The majority of adoptions in the United States don’t happen when a teenage girl hands her baby over to a childless couple at the hospital or when a husband and wife travel overseas to rescue a child from a dingy orphanage. The first federal survey of both men and women on adoption reveals what we know at Sunrise Children’s Services: that nearly half the adoptions in America each year happen when foster parents adopt children who would benefit from being a permanent part of a new, loving family.
In the most recent annual statistics available, there were 120,000 adoptions in the United States. About 50,000 of those were through foster care!
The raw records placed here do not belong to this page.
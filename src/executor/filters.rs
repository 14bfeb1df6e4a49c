//! Predicate filtering for query execution
//!
//! A filter is an opaque boolean function over a close approach. The
//! executor only composes them, by logical AND.

use crate::index::ApproachRef;

/// A predicate over a linked close approach
pub trait Filter {
    /// Returns true if the approach passes this filter
    fn matches(&self, approach: &ApproachRef<'_>) -> bool;
}

impl<F> Filter for F
where
    F: Fn(&ApproachRef<'_>) -> bool,
{
    fn matches(&self, approach: &ApproachRef<'_>) -> bool {
        self(approach)
    }
}

impl Filter for Box<dyn Filter + '_> {
    fn matches(&self, approach: &ApproachRef<'_>) -> bool {
        (**self).matches(approach)
    }
}

/// Pins a closure to the filter signature.
///
/// ```ignore
/// let near = predicate(|a| a.distance() < 0.2);
/// let results: Vec<_> = db.query(&[near]).collect();
/// ```
pub fn predicate<F>(f: F) -> F
where
    F: Fn(&ApproachRef<'_>) -> bool,
{
    f
}

/// Evaluates filter conjunctions against approaches
pub struct PredicateFilter;

impl PredicateFilter {
    /// Checks if an approach matches all filters.
    ///
    /// Filters run in order and stop at the first rejection. No filters
    /// means everything matches.
    pub fn matches<F: Filter>(approach: &ApproachRef<'_>, filters: &[F]) -> bool {
        filters.iter().all(|filter| filter.matches(approach))
    }
}

#[cfg(test)]
mod tests {
    use super::*;
    use crate::index::NeoDatabase;
    use crate::model::{ApproachRecord, CloseApproach, NearEarthObject, NeoRecord};
    use std::cell::Cell;

    fn dataset() -> NeoDatabase {
        let neos = vec![NearEarthObject::from_record(&NeoRecord::new("433", "Eros", "16.84", "N")).unwrap()];
        let approaches = vec![CloseApproach::from_record(&ApproachRecord::new(
            "433",
            "2025-Jan-01 00:00",
            "0.15",
            "5.1",
        ))
        .unwrap()];
        NeoDatabase::new(neos, approaches).unwrap()
    }

    #[test]
    fn test_empty_filters_match() {
        let db = dataset();
        let approach = db.approaches().next().unwrap();
        let none: [Box<dyn Filter>; 0] = [];
        assert!(PredicateFilter::matches(&approach, &none));
    }

    #[test]
    fn test_conjunction() {
        let db = dataset();
        let approach = db.approaches().next().unwrap();

        let filters: Vec<Box<dyn Filter>> = vec![
            Box::new(predicate(|a| a.distance() < 0.2)),
            Box::new(predicate(|a| a.velocity() > 5.0)),
        ];
        assert!(PredicateFilter::matches(&approach, &filters));

        let filters: Vec<Box<dyn Filter>> = vec![
            Box::new(predicate(|a| a.distance() < 0.2)),
            Box::new(predicate(|a| a.velocity() > 50.0)),
        ];
        assert!(!PredicateFilter::matches(&approach, &filters));
    }

    #[test]
    fn test_short_circuit() {
        let db = dataset();
        let approach = db.approaches().next().unwrap();
        let second_calls = Cell::new(0);

        let filters: Vec<Box<dyn Filter + '_>> = vec![
            Box::new(predicate(|_| false)),
            Box::new(predicate(|_| {
                second_calls.set(second_calls.get() + 1);
                true
            })),
        ];
        assert!(!PredicateFilter::matches(&approach, &filters));
        assert_eq!(second_calls.get(), 0);
    }

    #[test]
    fn test_filter_sees_linked_neo() {
        let db = dataset();
        let approach = db.approaches().next().unwrap();
        let named = predicate(|a| a.neo().and_then(|n| n.name().map(str::to_string)) == Some("Eros".into()));
        assert!(PredicateFilter::matches(&approach, &[named]));
    }
}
According to the survey, men adopt at twice the rate women do because they tend to adopt stepchildren in greater numbers. And only 1 percent of single women place their babies up for adoption – down from 9 percent in the 1970s.
The survey conducted by the Centers for Disease Control and Prevention shows a significant increase in the number of children adopted annually from other countries – from 7,000 in 1990 to 19,000 a decade later. Still, international adoptions represent just 16 percent of total adoptions.
Focus on the Family recently has been presenting adoption as part of the sanctity-of-human-life ethic, according to an article in The Wall Street Journal. In addition, Focus on the Family is raising awareness about “the 127,000 children in the U.S. who are considered unadoptable – kids, typically over the age of 8, who are languishing in foster care,” the newspaper reports.
We see it happen more and more in Sunrise’s Family Foster Care Program. When parental rights are legally terminated, foster parents have the opportunity to pursue adoption of the child in their care. Foster-to-adopt is part of the orientation all our foster parents receive.
Sunrise will continue to offer Adoption Services for couples considering domestic or international adoptions. But the need is greater for those willing to offer a second chance at family life to the “unwanted” children of our nation. Consider joining Sunrise’s foster families in meeting the need.